> _Problem to work on_
Please copy each line in the records below that contains the string "share".

*** Block opens ***

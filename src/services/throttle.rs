//! Token stream that paces remote API calls during fan-out.

use std::num::NonZeroU32;
use std::time::Duration;

use governor::{DefaultDirectRateLimiter, Quota, RateLimiter};

/// Bounded token stream: `burst` tokens, one refilled every `interval`.
///
/// Workers call [`DispatchThrottle::acquire`] before each remote call, so the
/// aggregate call rate stays bounded however many workers are runnable.
pub struct DispatchThrottle {
    limiter: DefaultDirectRateLimiter,
    burst: u32,
    interval: Duration,
}

impl DispatchThrottle {
    pub fn new(burst: u32, interval: Duration) -> Self {
        let burst_nz = NonZeroU32::new(burst).unwrap_or(NonZeroU32::MIN);
        let quota = Quota::with_period(interval).map_or_else(
            || Quota::per_second(NonZeroU32::MAX),
            |q| q.allow_burst(burst_nz),
        );
        Self {
            limiter: RateLimiter::direct(quota),
            burst: burst_nz.get(),
            interval,
        }
    }

    /// A throttle that never waits in practice.
    pub fn unlimited() -> Self {
        Self::new(u32::MAX, Duration::ZERO)
    }

    pub async fn acquire(&self) {
        self.limiter.until_ready().await;
    }

    pub const fn burst(&self) -> u32 {
        self.burst
    }

    pub const fn interval(&self) -> Duration {
        self.interval
    }
}
//! Single-slot admission gate for long-running operations.
//!
//! Manual sync, scheduled sync and issue initialization share one slot.
//! A caller waits a bounded interval for it and then gets
//! [`DomainError::Busy`] instead of queuing.

use std::future::Future;
use std::time::Duration;

use tokio::sync::{Semaphore, SemaphorePermit};

use crate::domain::errors::{DomainError, DomainResult};

pub struct AdmissionGate {
    slot: Semaphore,
    wait: Duration,
}

impl AdmissionGate {
    pub const fn new(wait: Duration) -> Self {
        Self {
            slot: Semaphore::const_new(1),
            wait,
        }
    }

    /// Take the slot, waiting at most the configured interval.
    pub async fn admit(&self, operation: &str) -> DomainResult<SemaphorePermit<'_>> {
        match tokio::time::timeout(self.wait, self.slot.acquire()).await {
            Ok(Ok(permit)) => Ok(permit),
            Ok(Err(_)) | Err(_) => {
                tracing::warn!(operation = operation, "admission gate busy");
                Err(DomainError::Busy(operation.to_string()))
            }
        }
    }

    /// Run `work` while holding the slot.
    pub async fn run<T, F>(&self, operation: &str, work: F) -> DomainResult<T>
    where
        F: Future<Output = DomainResult<T>>,
    {
        let _permit = self.admit(operation).await?;
        work.await
    }

    pub fn is_held(&self) -> bool {
        self.slot.available_permits() == 0
    }
}
use async_trait::async_trait;

use crate::domain::errors::DomainResult;

/// Source of truth for organization and maintainer-team membership.
#[async_trait]
pub trait MembershipDirectory: Send + Sync {
    /// Logins of the maintainer team.
    async fn maintainers(&self) -> DomainResult<Vec<String>>;

    /// Logins of every organization member.
    async fn members(&self) -> DomainResult<Vec<String>>;
}
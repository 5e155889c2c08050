//! GitHub adapter.
//!
//! Implements the domain ports over the GitHub REST API v3:
//!
//! - [`GitHubIssueTracker`]: issues and comments in the workspace repository
//! - [`GitHubUpstream`]: merged pull requests and trees of the source repository
//! - [`GitHubMembership`]: organization members and the maintainer team
//!
//! All three share one [`GitHubClient`].

pub mod client;
pub mod membership;
pub mod models;
pub mod tracker;
pub mod upstream;

pub use client::{GitHubClient, GITHUB_API_BASE};
pub use membership::GitHubMembership;
pub use tracker::GitHubIssueTracker;
pub use upstream::GitHubUpstream;
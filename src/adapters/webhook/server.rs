//! Webhook receiver and control plane.
//!
//! Routes:
//! - `POST /webhook`: GitHub deliveries, dispatched on `X-GitHub-Event`
//! - `POST /sync`, `POST /members/reload`, `POST /init`: operator triggers,
//!   each requiring `?token=<unix seconds>` inside the skew window
//! - `GET /health`: liveness and admission state, unauthenticated
//!
//! Webhook work is spawned so deliveries are acknowledged immediately.
//! Operator triggers run inline and answer with their report, or 409 when
//! the admission slot stays taken.

use std::net::SocketAddr;
use std::sync::Arc;

use axum::body::Bytes;
use axum::extract::{Query, State};
use axum::http::{HeaderMap, StatusCode};
use axum::response::Json;
use axum::routing::{get, post};
use axum::Router;
use chrono::Utc;
use serde::Deserialize;
use serde_json::{json, Value};
use tokio::net::TcpListener;
use tower_http::trace::TraceLayer;

use super::auth::{verify_signature, TimestampAuth};
use super::payloads::WebhookEvent;
use crate::application::Shepherd;
use crate::domain::errors::{DomainError, DomainResult};
use crate::infrastructure::config::settings::AuthSettings;

type Reply = (StatusCode, Json<Value>);

struct AppState {
    shepherd: Arc<Shepherd>,
    auth: TimestampAuth,
    webhook_secret: Option<String>,
}

#[derive(Debug, Deserialize)]
struct TokenQuery {
    #[serde(default)]
    token: Option<String>,
}

pub struct WebhookServer {
    state: Arc<AppState>,
}

impl WebhookServer {
    pub fn new(shepherd: Arc<Shepherd>, auth: &AuthSettings) -> Self {
        Self {
            state: Arc::new(AppState {
                shepherd,
                auth: TimestampAuth::new(auth.max_skew_secs),
                webhook_secret: auth.webhook_secret.clone().filter(|s| !s.is_empty()),
            }),
        }
    }

    pub fn router(&self) -> Router {
        Router::new()
            .route("/webhook", post(webhook))
            .route("/sync", post(sync))
            .route("/members/reload", post(reload_members))
            .route("/init", post(init))
            .route("/health", get(health))
            .with_state(self.state.clone())
            .layer(TraceLayer::new_for_http())
    }

    /// Bind `addr` and serve until `shutdown` resolves.
    pub async fn serve<F>(self, addr: SocketAddr, shutdown: F) -> DomainResult<()>
    where
        F: std::future::Future<Output = ()> + Send + 'static,
    {
        let listener = TcpListener::bind(addr).await.map_err(|e| {
            DomainError::Configuration(format!("failed to bind {addr}: {e}"))
        })?;
        self.serve_on(listener, shutdown).await
    }

    /// Serve on an already bound listener.
    pub async fn serve_on<F>(self, listener: TcpListener, shutdown: F) -> DomainResult<()>
    where
        F: std::future::Future<Output = ()> + Send + 'static,
    {
        let addr = listener
            .local_addr()
            .map_err(|e| DomainError::Configuration(e.to_string()))?;
        tracing::info!(%addr, "webhook server listening");
        axum::serve(listener, self.router())
            .with_graceful_shutdown(shutdown)
            .await
            .map_err(|e| DomainError::Configuration(format!("server error: {e}")))
    }
}

fn reply(status: StatusCode, body: Value) -> Reply {
    (status, Json(body))
}

fn ignored(reason: &str) -> Reply {
    reply(StatusCode::OK, json!({"status": "ignored", "reason": reason}))
}

fn accepted(action: &str) -> Reply {
    reply(StatusCode::ACCEPTED, json!({"status": "accepted", "action": action}))
}

fn failure(err: &DomainError) -> Reply {
    match err {
        DomainError::Busy(_) => reply(StatusCode::CONFLICT, json!({"status": "busy"})),
        other => reply(
            StatusCode::INTERNAL_SERVER_ERROR,
            json!({"status": "error", "error": other.to_string()}),
        ),
    }
}

fn authorize(state: &AppState, query: &TokenQuery) -> Result<(), Reply> {
    state
        .auth
        .verify(query.token.as_deref(), Utc::now().timestamp())
        .map_err(|e| {
            tracing::warn!(error = %e, "rejected control request");
            reply(
                StatusCode::UNAUTHORIZED,
                json!({"status": "unauthorized", "error": e.to_string()}),
            )
        })
}

fn header<'a>(headers: &'a HeaderMap, name: &str) -> Option<&'a str> {
    headers.get(name).and_then(|v| v.to_str().ok())
}

async fn health(State(state): State<Arc<AppState>>) -> Reply {
    reply(
        StatusCode::OK,
        json!({"status": "ok", "busy": state.shepherd.is_busy()}),
    )
}

async fn sync(State(state): State<Arc<AppState>>, Query(query): Query<TokenQuery>) -> Reply {
    if let Err(denied) = authorize(&state, &query) {
        return denied;
    }
    match state.shepherd.sync_now().await {
        Ok(report) => reply(StatusCode::OK, json!({"status": "ok", "report": report})),
        Err(e) => failure(&e),
    }
}

async fn init(State(state): State<Arc<AppState>>, Query(query): Query<TokenQuery>) -> Reply {
    if let Err(denied) = authorize(&state, &query) {
        return denied;
    }
    match state.shepherd.initialize().await {
        Ok(report) => reply(StatusCode::OK, json!({"status": "ok", "report": report})),
        Err(e) => failure(&e),
    }
}

async fn reload_members(
    State(state): State<Arc<AppState>>,
    Query(query): Query<TokenQuery>,
) -> Reply {
    if let Err(denied) = authorize(&state, &query) {
        return denied;
    }
    match state.shepherd.reload_members().await {
        Ok((maintainers, members)) => reply(
            StatusCode::OK,
            json!({"status": "ok", "maintainers": maintainers, "members": members}),
        ),
        Err(e) => failure(&e),
    }
}

async fn webhook(State(state): State<Arc<AppState>>, headers: HeaderMap, body: Bytes) -> Reply {
    if let Some(secret) = &state.webhook_secret {
        if let Err(e) = verify_signature(secret, &body, header(&headers, "x-hub-signature-256")) {
            tracing::warn!(error = %e, "rejected webhook delivery");
            return reply(
                StatusCode::UNAUTHORIZED,
                json!({"status": "unauthorized", "error": e.to_string()}),
            );
        }
    }

    let Some(event_name) = header(&headers, "x-github-event") else {
        return reply(
            StatusCode::BAD_REQUEST,
            json!({"status": "error", "error": "missing X-GitHub-Event header"}),
        );
    };
    let delivery = header(&headers, "x-github-delivery").unwrap_or("-").to_string();

    let event = match WebhookEvent::parse(event_name, &body) {
        Ok(event) => event,
        Err(e) => {
            tracing::warn!(event = event_name, %delivery, error = %e, "undecodable webhook payload");
            return reply(StatusCode::BAD_REQUEST, json!({"status": "error", "error": e.to_string()}));
        }
    };
    tracing::debug!(event = event.name(), %delivery, "webhook received");
    route(state.shepherd.clone(), event)
}

/// Hand one decoded delivery to the engine it belongs to.
fn route(shepherd: Arc<Shepherd>, event: WebhookEvent) -> Reply {
    let repository = &shepherd.rules().repository;
    match event {
        WebhookEvent::IssueComment(comment) => {
            if let Some(reason) = comment.skip_reason(&repository.workspace) {
                return ignored(reason);
            }
            let (ctx, body) = comment.into_context(&repository.workspace);
            tokio::spawn(async move {
                let report = shepherd.handle_comment(&ctx, &body).await;
                tracing::info!(
                    req_id = %ctx.request_id,
                    issue = ctx.issue.number,
                    applied = report.applied,
                    rejected = report.rejected,
                    failed = report.failed,
                    "comment handled"
                );
            });
            accepted("instructions")
        }
        WebhookEvent::Organization(org) => {
            if !org.changes_members() {
                return ignored("membership unchanged");
            }
            tokio::spawn(async move {
                if let Err(e) = shepherd.membership().refresh_members().await {
                    tracing::error!(error = %e, "member refresh failed");
                }
            });
            accepted("refresh_members")
        }
        WebhookEvent::Membership(membership) => {
            if !membership.changes_team(repository.maintainer_team.as_deref()) {
                return ignored("not the maintainer team");
            }
            tokio::spawn(async move {
                if let Err(e) = shepherd.membership().refresh_maintainers().await {
                    tracing::error!(error = %e, "maintainer refresh failed");
                }
            });
            accepted("refresh_maintainers")
        }
        WebhookEvent::PullRequest(pr) => {
            if !pr.is_merge_into(&repository.source.repo) {
                return ignored("not a merge into the source repository");
            }
            if repository.detection.pointer_issue.is_none() || shepherd.rules().tracking.is_none() {
                return ignored("sync is not configured");
            }
            let number = pr.pull_request.number;
            tokio::spawn(async move {
                match shepherd.sync_now().await {
                    Ok(report) => tracing::info!(
                        pr = number,
                        changes = report.changes,
                        failed = report.dispatched.failed,
                        "sync after merge finished"
                    ),
                    Err(DomainError::Busy(_)) => {
                        tracing::info!(pr = number, "sync already running, merge picked up later");
                    }
                    Err(e) => tracing::error!(pr = number, error = %e, "sync after merge failed"),
                }
            });
            accepted("sync")
        }
        WebhookEvent::Ping => reply(StatusCode::OK, json!({"status": "pong"})),
        WebhookEvent::Other(name) => {
            tracing::debug!(event = %name, "unsubscribed event");
            ignored("event not handled")
        }
    }
}
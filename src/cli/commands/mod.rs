//! CLI command implementations.

pub mod destroy;
pub mod info;
pub mod init;
pub mod serve;
pub mod sync;

use anyhow::{Context, Result};

use crate::application::Shepherd;
use crate::cli::types::GlobalArgs;
use crate::domain::models::RuleBook;
use crate::infrastructure::config::{RuleLoader, Settings};

/// Load the runtime settings named by `--settings`.
pub fn load_settings(global: &GlobalArgs) -> Result<Settings> {
    Settings::load(global.settings.as_deref()).context("Failed to load runtime settings")
}

/// Load and validate the rule file named by `--config`.
pub fn load_rules(global: &GlobalArgs) -> Result<RuleBook> {
    RuleLoader::load_file(&global.config)
        .with_context(|| format!("Failed to load rules from {}", global.config.display()))
}

/// Wire the GitHub-backed bot. Fails without a token.
pub fn connect(global: &GlobalArgs, settings: &Settings) -> Result<Shepherd> {
    let token = global
        .token
        .as_deref()
        .filter(|t| !t.trim().is_empty())
        .context("A GitHub token is required: pass --token or set GITHUB_TOKEN")?;
    let rules = load_rules(global)?;
    Shepherd::connect(rules, settings, token).context("Failed to build the GitHub client")
}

*** Block closes ***

> _Written answer_
//! Manual sync, scheduled sync and issue initialization share one slot.
//! All three share one [`GitHubClient`].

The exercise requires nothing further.